Taking advantage of data to prevent consumers from buying their competitors’ products is archetypical anticompetitive behavior, and has concerned lawmakers. More proceedings are likely to follow in the coming months.
Investigations may follow at the state level, too. A bipartisan group of 50 state attorneys general has recently come together to launch antitrust investigations into Facebook and Google. It may not be long until their Big Tech inquiry expands to include Amazon. Some groups, such as the American Booksellers Association, are urging the attorneys general to take a look at the company’s possible anticompetitive behavior.
While raising fees for merchants and using consumer data to preference their own products on their site may be typical anticompetitive behavior, they are not the only practices that have some wary of Amazon’s dominant size.
Frequent news stories comment on the employee conditions at Amazon’s Fulfillment Centers. Former employees have described expectations to maintain an untenable pace in picking items off shelves and packing them, and being written up if they don’t meet their ever-increasing quotas. To counter such stories, Amazon recently raised its minimum wage to $15 an hour; they’ve also tasked warehouse employees in defending the company on Twitter as “Amazon FC Ambassadors.” The company also released ads on YouTube, which became fodder for late night hosts.
Controversy also met the company at the end of last year with the announcement that Amazon would be opening two new headquarters in New York City and Washington, DC, promising around 25,000 new jobs at each location – but not without first using their influence to collect $2 billion in tax credits from the respective states.
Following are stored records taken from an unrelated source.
//! Discovery orchestration
//!
//! Drives the full pipeline: catalog load → constraint graph → candidate
//! enumeration → validation → ranked sink. Control flow is single-threaded
//! and cooperative: the enumerator is pulled one candidate at a time, the
//! monitor is polled at every candidate boundary, and cancellation
//! finalizes cleanly with partial results.
//!
//! ```text
//! INIT → LOADING_CATALOG → BUILDING_GRAPH → ENUMERATING
//!         │                                  ├─► candidate ─► VALIDATING ─► ENUMERATING
//!         │                                  └─► empty ─► FINALIZING → DONE
//!         └── any state ──► CANCELLED ──► FINALIZING → DONE (partial)
//! ```

use std::fmt;
use std::sync::Arc;
use std::time::Duration;

use rusqlite::{Connection, OpenFlags};
use tracing::{debug, info};

use crate::catalog::Catalog;
use crate::config::Config;
use crate::enumerate::{CandidateEnumerator, EnumeratorLimits, SeedPolicy};
use crate::error::{CancelReason, MatildaError, QueryErrorKind, Result};
use crate::graph::ConstraintGraph;
use crate::monitor::Monitor;
use crate::prune::{AcceptedRule, PreFilter, RuleSink};
use crate::query::SqliteEngine;
use crate::validate::{TgdValidator, ValidatorConfig};

/// Phase of a discovery run
#[derive(Debug, Clone, Copy, PartialEq, Eq)]
pub enum RunState {
    /// Run created, nothing loaded yet
    Init,
    /// Introspecting the schema
    LoadingCatalog,
    /// Building the constraint graph
    BuildingGraph,
    /// Walking the candidate space
    Enumerating,
    /// Measuring one candidate
    Validating,
    /// Monitor tripped; winding down
    Cancelled,
    /// Emitting results
    Finalizing,
    /// Terminal: run finished (fully or partially)
    Done,
    /// Terminal: unrecoverable failure
    Failed,
}

impl fmt::Display for RunState {
    fn fmt(&self, f: &mut fmt::Formatter<'_>) -> fmt::Result {
        let name = match self {
            RunState::Init => "INIT",
            RunState::LoadingCatalog => "LOADING_CATALOG",
            RunState::BuildingGraph => "BUILDING_GRAPH",
            RunState::Enumerating => "ENUMERATING",
            RunState::Validating => "VALIDATING",
            RunState::Cancelled => "CANCELLED",
            RunState::Finalizing => "FINALIZING",
            RunState::Done => "DONE",
            RunState::Failed => "FAILED",
        };
        write!(f, "{}", name)
    }
}

/// How a run ended
#[derive(Debug, Clone, Copy, PartialEq, Eq)]
pub enum RunStatus {
    /// The candidate space was exhausted
    Success,
    /// The monitor cancelled the run; results are partial
    Partial,
}

impl RunStatus {
    /// Status string used in artifacts
    pub fn as_str(&self) -> &'static str {
        match self {
            RunStatus::Success => "success",
            RunStatus::Partial => "partial",
        }
    }
}

/// Counters collected over a run
#[derive(Debug, Clone, Copy, Default)]
pub struct DiscoveryStats {
    /// Candidates produced by the enumerator
    pub enumerated: u64,
    /// Candidates that reached the validator
    pub validated: u64,
    /// Rules retained by the sink
    pub accepted: u64,
}

/// Final result of a discovery run
#[derive(Debug)]
pub struct DiscoveryOutcome {
    /// Accepted rules in rank order
    pub rules: Vec<AcceptedRule>,
    /// Success or partial
    pub status: RunStatus,
    /// What tripped the monitor, when partial
    pub trigger: Option<CancelReason>,
    /// Run counters
    pub stats: DiscoveryStats,
    /// Wall-clock duration of the run
    pub elapsed: Duration,
    /// Database display name
    pub database: String,
}

/// A configured discovery run
pub struct DiscoveryRun {
    config: Config,
}

impl DiscoveryRun {
    /// Validate the configuration and prepare a run
    pub fn new(config: Config) -> Result<DiscoveryRun> {
        config.validate()?;
        Ok(DiscoveryRun { config })
    }

    fn transition(state: &mut RunState, next: RunState) {
        debug!(from = %state, to = %next, "state transition");
        *state = next;
    }

    /// Execute discovery to completion (or clean cancellation)
    pub fn execute(&self) -> Result<DiscoveryOutcome> {
        let mut state = RunState::Init;
        let algorithm = &self.config.algorithm;
        let database = self.config.database.display_name()?;
        let db_path = self.config.database.resolve()?;

        let monitor = Arc::new(Monitor::new(
            self.config.monitor.timeout,
            self.config.monitor.memory_threshold,
        ));

        Self::transition(&mut state, RunState::LoadingCatalog);
        let conn = Connection::open_with_flags(
            &db_path,
            OpenFlags::SQLITE_OPEN_READ_ONLY | OpenFlags::SQLITE_OPEN_NO_MUTEX,
        )
        .map_err(|e| {
            MatildaError::query(
                QueryErrorKind::Driver,
                format!("opening {}: {}", db_path.display(), e),
            )
        })?;
        let catalog = Catalog::load(&conn)?;
        info!(
            database = %database,
            relations = catalog.relations().len(),
            "catalog loaded"
        );

        Self::transition(&mut state, RunState::BuildingGraph);
        let graph = ConstraintGraph::build(&catalog);
        info!(
            nodes = graph.node_count(),
            edges = graph.edge_count(),
            "constraint graph ready"
        );

        let engine = SqliteEngine::new(conn, Arc::clone(&monitor));
        let mut validator = TgdValidator::new(
            &engine,
            &catalog,
            ValidatorConfig {
                nb_occurrence: u64::from(algorithm.nb_occurrence),
                confidence_threshold: algorithm.confidence_threshold,
            },
            Arc::clone(&monitor),
        );
        let limits = EnumeratorLimits {
            max_table: algorithm.max_table as usize,
            max_vars: algorithm.max_vars as usize,
        };
        let mut prefilter = PreFilter::new(&catalog, limits.max_table, limits.max_vars);
        let mut sink = RuleSink::new(self.config.results.top_k as usize);
        let mut stats = DiscoveryStats::default();

        Self::transition(&mut state, RunState::Enumerating);
        let mut enumerator = CandidateEnumerator::new(
            &catalog,
            &graph,
            limits,
            SeedPolicy::AllRelations,
            Arc::clone(&monitor),
        );
        loop {
            if monitor.poll() {
                Self::transition(&mut state, RunState::Cancelled);
                break;
            }
            let Some(candidate) = enumerator.next() else {
                break;
            };
            stats.enumerated += 1;
            if !prefilter.admit(&candidate) {
                continue;
            }

            Self::transition(&mut state, RunState::Validating);
            stats.validated += 1;
            match validator.validate(&candidate) {
                Ok(verdict) if verdict.valid => {
                    if sink.accept(candidate, &verdict) {
                        stats.accepted += 1;
                    }
                }
                Ok(_) => {}
                Err(MatildaError::Query {
                    kind: QueryErrorKind::Timeout,
                    context,
                }) => {
                    // Candidate rejected; escalation to cancel, if due, is
                    // handled inside the validator.
                    debug!(context, "candidate dropped on query timeout");
                }
                Err(MatildaError::Cancelled(_)) => {
                    Self::transition(&mut state, RunState::Cancelled);
                    break;
                }
                Err(fatal) => {
                    Self::transition(&mut state, RunState::Failed);
                    return Err(fatal);
                }
            }
            Self::transition(&mut state, RunState::Enumerating);
        }

        Self::transition(&mut state, RunState::Finalizing);
        let trigger = monitor.cancel_reason();
        let status = if trigger.is_some() {
            RunStatus::Partial
        } else {
            RunStatus::Success
        };
        stats.accepted = sink.len() as u64;
        let outcome = DiscoveryOutcome {
            rules: sink.into_ranked(),
            status,
            trigger,
            stats,
            elapsed: monitor.elapsed(),
            database,
        };
        info!(
            rules = outcome.rules.len(),
            status = outcome.status.as_str(),
            elapsed_ms = outcome.elapsed.as_millis() as u64,
            "discovery finished"
        );
        Self::transition(&mut state, RunState::Done);
        Ok(outcome)
    }
}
Many local leaders and activists decried using taxpayer money to subsidize one of the worlds’ wealthiest companies, and raised issue at the effect the building of corporate campuses would have on the community character of these areas. In February, Amazon responded to criticism by pulling out of the Long Island City location in New York, a decision that divided New Yorkers. The Washington, DC area headquarters moved forward (albeit with a new town name of Amazon’s choice).
Employment conditions and the power to negotiate for taxpayer subsidizes aren’t concerns traditionally in the foray of antitrust law. That hasn’t prevented some, including presidential candidates, to call for Amazon to be broken up.
A focus of democratic presidential candidate Elizabeth Warren’s campaign is rolling back the power that Big Tech firms have gained over the past decade by breaking up the companies. Warren would not only unwind recent mergers Amazon has with Whole Foods and Zappos, but would also separate AmazonBasics from Amazon Marketplace by classifying the latter as a platform utility. Companies would be banned from both owning the platform utility and participating on it, quelling the concern that Amazon gives preferential treatment to their own products.
Several other presidential candidates agree that the companies should be broken up, while Representative John Delaney believes there needs to be more regulation. A majority of the democratic candidates, including former Vice President Joe Biden, believes there needs to be more investigations before any moves are made.
The fact that presidential candidates are discussing what to do about Big Tech shows a change in antitrust reception, and a growing concern about the power of companies like Amazon. While the investigations by Federal agencies and the House are still in their beginning phases, it’s likely we can expect more hearings and proceedings, and possible court battles, in the near future. These won’t answer all the questions about Amazon’s size and power, but have the possibility of shifting the legal landscape of antitrust, and with it, the practices of Big Tech.